TASK INSTRUCTIONS » Gather each line of the entries below that includes "value".

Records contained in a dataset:
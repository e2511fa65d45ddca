use chrono::Utc;
use ratatui::{
    layout::Rect,
    style::{Color, Modifier, Style},
    text::{Line, Span},
    widgets::{Block, Borders, List, ListItem, ListState, Paragraph},
    Frame,
};

use super::{confidence_dots, format_date};
use crate::models::TopicStatus;
use crate::scheduler::is_due;
use crate::truncate;
use crate::tui::App;

pub fn draw(f: &mut Frame, app: &App, area: Rect) {
    let title = if let Some(status) = &app.filter_status {
        format!(" Topics (status: {}) ", status.label())
    } else {
        " Topics ".to_string()
    };

    let now = Utc::now();
    let items: Vec<ListItem> = app
        .topics
        .items
        .iter()
        .map(|topic| {
            let (dots, dots_style) = confidence_dots(topic);
            let next_review = topic
                .next_review_date
                .as_ref()
                .map(format_date)
                .unwrap_or_else(|| "Not set".to_string());

            let (next_color, next_text) = if is_due(topic, now) {
                (Color::Red, format!("{} !", next_review))
            } else {
                (Color::White, next_review)
            };

            ListItem::new(Line::from(vec![
                Span::styled(
                    format!("{:<30}", truncate(&topic.title, 28)),
                    Style::default().fg(Color::White),
                ),
                Span::styled(
                    format!("{:<10}", topic.status.label()),
                    Style::default().fg(status_color(topic.status)),
                ),
                Span::styled(dots, dots_style),
                Span::raw("  "),
                Span::styled(next_text, Style::default().fg(next_color)),
            ]))
        })
        .collect();

    let block = Block::default()
        .borders(Borders::ALL)
        .title(title)
        .title_style(Style::default().fg(Color::Cyan));

    let header_style = Style::default()
        .fg(Color::DarkGray)
        .add_modifier(Modifier::BOLD);
    let header = Line::from(vec![
        Span::styled(format!("{:<30}", "Title"), header_style),
        Span::styled(format!("{:<10}", "Status"), header_style),
        Span::styled("Conf   ", header_style),
        Span::styled("Next Review", header_style),
    ]);

    let list = List::new(items)
        .block(block)
        .highlight_style(
            Style::default()
                .bg(Color::DarkGray)
                .add_modifier(Modifier::BOLD),
        )
        .highlight_symbol("> ");

    let mut state = ListState::default();
    state.select(app.topics.selected);

    let header_area = Rect {
        x: area.x + 1,
        y: area.y + 1,
        width: area.width.saturating_sub(2),
        height: 1,
    };
    f.render_widget(Paragraph::new(header), header_area);

    let list_area = Rect {
        x: area.x,
        y: area.y + 1,
        width: area.width,
        height: area.height.saturating_sub(1),
    };

    f.render_stateful_widget(list, list_area, &mut state);
}

fn status_color(status: TopicStatus) -> Color {
    match status {
        TopicStatus::New => Color::Blue,
        TopicStatus::ToStudy => Color::Yellow,
        TopicStatus::Studying => Color::Cyan,
        TopicStatus::Studied => Color::Green,
    }
}
use ratatui::{
    layout::{Constraint, Direction, Layout, Rect},
    style::{Color, Modifier, Style},
    text::{Line, Span},
    widgets::{Block, Borders, Gauge, List, ListItem, Paragraph},
    Frame,
};

use super::{confidence_dots, format_date};
use crate::stats::format_duration;
use crate::truncate;
use crate::tui::App;

const DUE_LIMIT: usize = 8;

pub fn draw(f: &mut Frame, app: &App, area: Rect) {
    let chunks = Layout::default()
        .direction(Direction::Vertical)
        .constraints([
            Constraint::Length(10), // Stats + due topics row
            Constraint::Length(5),  // Goal gauges
            Constraint::Min(0),     // Recent activity
        ])
        .split(area);

    let top_chunks = Layout::default()
        .direction(Direction::Horizontal)
        .constraints([Constraint::Percentage(40), Constraint::Percentage(60)])
        .split(chunks[0]);

    draw_stats(f, app, top_chunks[0]);
    draw_due_topics(f, app, top_chunks[1]);
    draw_goal(f, app, chunks[1]);
    draw_activity(f, app, chunks[2]);
}

fn stat_line(label: &str, value: String, color: Color) -> Line<'static> {
    Line::from(vec![
        Span::styled(format!("{}: ", label), Style::default().fg(Color::Gray)),
        Span::styled(value, Style::default().fg(color)),
    ])
}

fn draw_stats(f: &mut Frame, app: &App, area: Rect) {
    let stats = &app.stats;

    let text = vec![
        Line::from(vec![
            Span::styled("Topics: ", Style::default().fg(Color::Gray)),
            Span::styled(
                format!("{}", stats.total_topics),
                Style::default()
                    .fg(Color::White)
                    .add_modifier(Modifier::BOLD),
            ),
        ]),
        stat_line(
            "Status",
            format!(
                "{} new, {} to study, {} studying, {} studied",
                stats.by_status.new,
                stats.by_status.to_study,
                stats.by_status.studying,
                stats.by_status.studied
            ),
            Color::White,
        ),
        stat_line("Reviews", stats.total_reviews.to_string(), Color::White),
        stat_line(
            "Due",
            stats.due_now.to_string(),
            if stats.due_now > 0 {
                Color::Yellow
            } else {
                Color::White
            },
        ),
        stat_line("Upcoming", stats.upcoming.to_string(), Color::White),
        stat_line(
            "Time",
            format_duration(stats.total_time_secs),
            Color::Magenta,
        ),
        stat_line(
            "Avg Confidence",
            format!("{:.1}/5", stats.avg_confidence),
            Color::Cyan,
        ),
    ];

    let block = Block::default()
        .borders(Borders::ALL)
        .title(" Stats ")
        .title_style(Style::default().fg(Color::Cyan));

    let paragraph = Paragraph::new(text).block(block);
    f.render_widget(paragraph, area);
}

fn draw_due_topics(f: &mut Frame, app: &App, area: Rect) {
    let items: Vec<ListItem> = app
        .due_topics
        .iter()
        .take(DUE_LIMIT)
        .enumerate()
        .map(|(i, topic)| {
            let (dots, dots_style) = confidence_dots(topic);
            let next = if topic.review_history.is_empty() {
                "new".to_string()
            } else {
                topic
                    .next_review_date
                    .as_ref()
                    .map(format_date)
                    .unwrap_or_default()
            };

            ListItem::new(Line::from(vec![
                Span::styled(format!("{}. ", i + 1), Style::default().fg(Color::DarkGray)),
                Span::styled(
                    format!("{:<26}", truncate(&topic.title, 24)),
                    Style::default().fg(Color::White),
                ),
                Span::styled(dots, dots_style),
                Span::styled(format!(" {}", next), Style::default().fg(Color::DarkGray)),
            ]))
        })
        .collect();

    let title = if app.due_topics.len() > DUE_LIMIT {
        format!(" Due Now ({}, showing {}) ", app.due_topics.len(), DUE_LIMIT)
    } else {
        format!(" Due Now ({}) ", app.due_topics.len())
    };

    let block = Block::default()
        .borders(Borders::ALL)
        .title(title)
        .title_style(Style::default().fg(Color::Yellow));

    if items.is_empty() {
        let paragraph = Paragraph::new("Nothing due. Nice work!")
            .style(Style::default().fg(Color::Green))
            .block(block);
        f.render_widget(paragraph, area);
    } else {
        let list = List::new(items).block(block);
        f.render_widget(list, area);
    }
}

fn draw_goal(f: &mut Frame, app: &App, area: Rect) {
    let goal = &app.goal;
    let block = Block::default()
        .borders(Borders::ALL)
        .title(format!(
            " Daily Goal ({}) ",
            format_duration(goal.daily_goal_secs)
        ))
        .title_style(Style::default().fg(Color::Green));
    let inner = block.inner(area);
    f.render_widget(block, area);

    let rows = Layout::default()
        .direction(Direction::Vertical)
        .constraints([
            Constraint::Length(1),
            Constraint::Length(1),
            Constraint::Length(1),
        ])
        .split(inner);

    let gauges = [
        ("Today", goal.today_secs, goal.daily_percent, Color::Green),
        ("Month", goal.month_secs, goal.monthly_percent, Color::Cyan),
        ("Year", goal.year_secs, goal.yearly_percent, Color::Magenta),
    ];
    for ((label, secs, percent, color), row) in gauges.into_iter().zip(rows.iter()) {
        let gauge = Gauge::default()
            .gauge_style(Style::default().fg(color).bg(Color::Black))
            .ratio((percent / 100.0).clamp(0.0, 1.0))
            .label(format!("{} {} ({:.0}%)", label, format_duration(secs), percent));
        f.render_widget(gauge, *row);
    }
}

fn draw_activity(f: &mut Frame, app: &App, area: Rect) {
    let max_reviews = app
        .activity
        .iter()
        .map(|d| d.reviews)
        .max()
        .unwrap_or(0)
        .max(1);

    let items: Vec<ListItem> = app
        .activity
        .iter()
        .map(|day| {
            let bar_len = day.reviews * 20 / max_reviews;
            ListItem::new(Line::from(vec![
                Span::styled(
                    format!("{:<8}", day.date.format("%a %d")),
                    Style::default().fg(Color::DarkGray),
                ),
                Span::styled(
                    format!("{:<21}", "█".repeat(bar_len)),
                    Style::default().fg(Color::Green),
                ),
                Span::styled(
                    format!("{:>3} reviews ", day.reviews),
                    Style::default().fg(Color::White),
                ),
                Span::styled(
                    format!("{:>2} studied ", day.topics_studied),
                    Style::default().fg(Color::Magenta),
                ),
                Span::styled(
                    format!("avg {:.1}", day.avg_confidence),
                    Style::default().fg(Color::Cyan),
                ),
            ]))
        })
        .collect();

    let block = Block::default()
        .borders(Borders::ALL)
        .title(format!(" Last {} Days ", app.activity.len()))
        .title_style(Style::default().fg(Color::Magenta));

    let list = List::new(items).block(block);
    f.render_widget(list, area);
}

ANSWER FOR THIS EXERCISE »
fn stat_line(label: &str, value: String, color: Color) -> Line<'static> {
        Span::styled(value, Style::default().fg(color)),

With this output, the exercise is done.